**Description of the task:** Please repeat the listing in its entirety, without any alteration.

'''

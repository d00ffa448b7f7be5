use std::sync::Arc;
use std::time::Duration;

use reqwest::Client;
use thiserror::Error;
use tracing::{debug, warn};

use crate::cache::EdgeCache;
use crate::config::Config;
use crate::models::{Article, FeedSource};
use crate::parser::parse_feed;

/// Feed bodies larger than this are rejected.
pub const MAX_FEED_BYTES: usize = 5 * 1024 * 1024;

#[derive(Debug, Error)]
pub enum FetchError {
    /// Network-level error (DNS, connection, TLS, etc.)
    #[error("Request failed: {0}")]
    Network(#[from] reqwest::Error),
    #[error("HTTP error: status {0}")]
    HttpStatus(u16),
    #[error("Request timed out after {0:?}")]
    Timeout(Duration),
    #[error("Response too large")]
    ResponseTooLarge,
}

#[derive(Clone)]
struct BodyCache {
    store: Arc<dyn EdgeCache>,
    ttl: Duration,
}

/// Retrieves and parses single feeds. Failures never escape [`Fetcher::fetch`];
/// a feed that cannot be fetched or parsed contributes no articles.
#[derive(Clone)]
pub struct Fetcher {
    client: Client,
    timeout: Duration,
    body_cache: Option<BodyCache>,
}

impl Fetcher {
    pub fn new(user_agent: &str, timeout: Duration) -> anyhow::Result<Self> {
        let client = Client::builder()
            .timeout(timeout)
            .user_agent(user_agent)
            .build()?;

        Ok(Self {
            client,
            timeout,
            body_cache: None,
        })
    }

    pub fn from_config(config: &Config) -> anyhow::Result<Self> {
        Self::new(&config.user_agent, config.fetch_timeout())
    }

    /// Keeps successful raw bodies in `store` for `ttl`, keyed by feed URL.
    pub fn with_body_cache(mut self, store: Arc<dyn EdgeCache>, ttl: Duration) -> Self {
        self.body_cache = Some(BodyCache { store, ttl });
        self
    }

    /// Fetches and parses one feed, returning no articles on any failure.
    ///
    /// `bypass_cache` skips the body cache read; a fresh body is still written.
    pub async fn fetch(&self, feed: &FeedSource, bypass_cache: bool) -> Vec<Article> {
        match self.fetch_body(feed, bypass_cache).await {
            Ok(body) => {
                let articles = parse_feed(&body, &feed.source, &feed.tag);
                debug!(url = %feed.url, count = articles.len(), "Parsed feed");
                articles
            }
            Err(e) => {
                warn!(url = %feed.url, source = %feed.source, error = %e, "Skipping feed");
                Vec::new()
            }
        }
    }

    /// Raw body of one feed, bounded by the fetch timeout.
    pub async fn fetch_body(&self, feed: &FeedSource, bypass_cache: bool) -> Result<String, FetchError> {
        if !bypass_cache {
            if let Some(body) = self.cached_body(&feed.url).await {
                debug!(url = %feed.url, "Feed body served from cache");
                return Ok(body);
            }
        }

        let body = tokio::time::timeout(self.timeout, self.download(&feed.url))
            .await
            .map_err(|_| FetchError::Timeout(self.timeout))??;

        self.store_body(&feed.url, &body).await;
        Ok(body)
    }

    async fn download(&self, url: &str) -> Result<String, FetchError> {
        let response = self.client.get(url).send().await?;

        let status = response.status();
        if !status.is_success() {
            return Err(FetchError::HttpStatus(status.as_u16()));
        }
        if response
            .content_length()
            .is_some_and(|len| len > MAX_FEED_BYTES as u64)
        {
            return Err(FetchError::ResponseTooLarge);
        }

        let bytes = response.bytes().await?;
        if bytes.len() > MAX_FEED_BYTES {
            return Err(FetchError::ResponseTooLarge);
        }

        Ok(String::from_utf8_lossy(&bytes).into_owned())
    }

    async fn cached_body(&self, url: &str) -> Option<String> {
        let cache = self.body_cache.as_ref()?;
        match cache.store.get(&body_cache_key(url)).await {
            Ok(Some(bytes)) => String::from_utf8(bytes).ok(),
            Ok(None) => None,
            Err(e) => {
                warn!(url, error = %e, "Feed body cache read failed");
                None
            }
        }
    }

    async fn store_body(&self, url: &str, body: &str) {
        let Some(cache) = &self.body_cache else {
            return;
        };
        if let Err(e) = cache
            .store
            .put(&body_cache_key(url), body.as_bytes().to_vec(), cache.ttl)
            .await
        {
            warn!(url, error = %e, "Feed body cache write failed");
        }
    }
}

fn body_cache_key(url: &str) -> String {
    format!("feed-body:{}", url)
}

'''

**Exercise result:**
repository d00ffa448b7f7be5
use std::sync::Arc;
use std::time::Duration;

use reqwest::Client;
use thiserror::Error;
use tracing::{debug, warn};

use crate::cache::EdgeCache;
use crate::config::Config;
use crate::models::{Article, FeedSource};
use crate::parser::parse_feed;

/// Feed bodies larger than this are rejected.
pub const MAX_FEED_BYTES: usize = 5 * 1024 * 1024;

#[derive(Debug, Error)]
pub enum FetchError {
    /// Network-level error (DNS, connection, TLS, etc.)
    #[error("Request failed: {0}")]
    Network(#[from] reqwest::Error),
    #[error("HTTP error: status {0}")]
    HttpStatus(u16),
    #[error("Request timed out after {0:?}")]
    Timeout(Duration),
    #[error("Response too large")]
    ResponseTooLarge,
}

#[derive(Clone)]
struct BodyCache {
    store: Arc<dyn EdgeCache>,
    ttl: Duration,
}

/// Retrieves and parses single feeds. Failures never escape [`Fetcher::fetch`];
/// a feed that cannot be fetched or parsed contributes no articles.
#[derive(Clone)]
pub struct Fetcher {
    client: Client,
    timeout: Duration,
    body_cache: Option<BodyCache>,
}

impl Fetcher {
    pub fn new(user_agent: &str, timeout: Duration) -> anyhow::Result<Self> {
        let client = Client::builder()
            .timeout(timeout)
            .user_agent(user_agent)
            .build()?;

        Ok(Self {
            client,
            timeout,
            body_cache: None,
        })
    }

    pub fn from_config(config: &Config) -> anyhow::Result<Self> {
        Self::new(&config.user_agent, config.fetch_timeout())
    }

    /// Keeps successful raw bodies in `store` for `ttl`, keyed by feed URL.
    pub fn with_body_cache(mut self, store: Arc<dyn EdgeCache>, ttl: Duration) -> Self {
        self.body_cache = Some(BodyCache { store, ttl });
        self
    }

    /// Fetches and parses one feed, returning no articles on any failure.
    ///
    /// `bypass_cache` skips the body cache read; a fresh body is still written.
    pub async fn fetch(&self, feed: &FeedSource, bypass_cache: bool) -> Vec<Article> {
        match self.fetch_body(feed, bypass_cache).await {
            Ok(body) => {
                let articles = parse_feed(&body, &feed.source, &feed.tag);
                debug!(url = %feed.url, count = articles.len(), "Parsed feed");
                articles
            }
            Err(e) => {
                warn!(url = %feed.url, source = %feed.source, error = %e, "Skipping feed");
                Vec::new()
            }
        }
    }

    /// Raw body of one feed, bounded by the fetch timeout.
    pub async fn fetch_body(&self, feed: &FeedSource, bypass_cache: bool) -> Result<String, FetchError> {
        if !bypass_cache {
            if let Some(body) = self.cached_body(&feed.url).await {
                debug!(url = %feed.url, "Feed body served from cache");
                return Ok(body);
            }
        }

        let body = tokio::time::timeout(self.timeout, self.download(&feed.url))
            .await
            .map_err(|_| FetchError::Timeout(self.timeout))??;

        self.store_body(&feed.url, &body).await;
        Ok(body)
    }

    async fn download(&self, url: &str) -> Result<String, FetchError> {
        let response = self.client.get(url).send().await?;

        let status = response.status();
        if !status.is_success() {
            return Err(FetchError::HttpStatus(status.as_u16()));
        }
        if response
            .content_length()
            .is_some_and(|len| len > MAX_FEED_BYTES as u64)
        {
            return Err(FetchError::ResponseTooLarge);
        }

        let bytes = response.bytes().await?;
        if bytes.len() > MAX_FEED_BYTES {
            return Err(FetchError::ResponseTooLarge);
        }

        Ok(String::from_utf8_lossy(&bytes).into_owned())
    }

    async fn cached_body(&self, url: &str) -> Option<String> {
        let cache = self.body_cache.as_ref()?;
        match cache.store.get(&body_cache_key(url)).await {
            Ok(Some(bytes)) => String::from_utf8(bytes).ok(),
            Ok(None) => None,
            Err(e) => {
                warn!(url, error = %e, "Feed body cache read failed");
                None
            }
        }
    }

    async fn store_body(&self, url: &str, body: &str) {
        let Some(cache) = &self.body_cache else {
            return;
        };
        if let Err(e) = cache
            .store
            .put(&body_cache_key(url), body.as_bytes().to_vec(), cache.ttl)
            .await
        {
            warn!(url, error = %e, "Feed body cache write failed");
        }
    }
}

fn body_cache_key(url: &str) -> String {
    format!("feed-body:{}", url)
}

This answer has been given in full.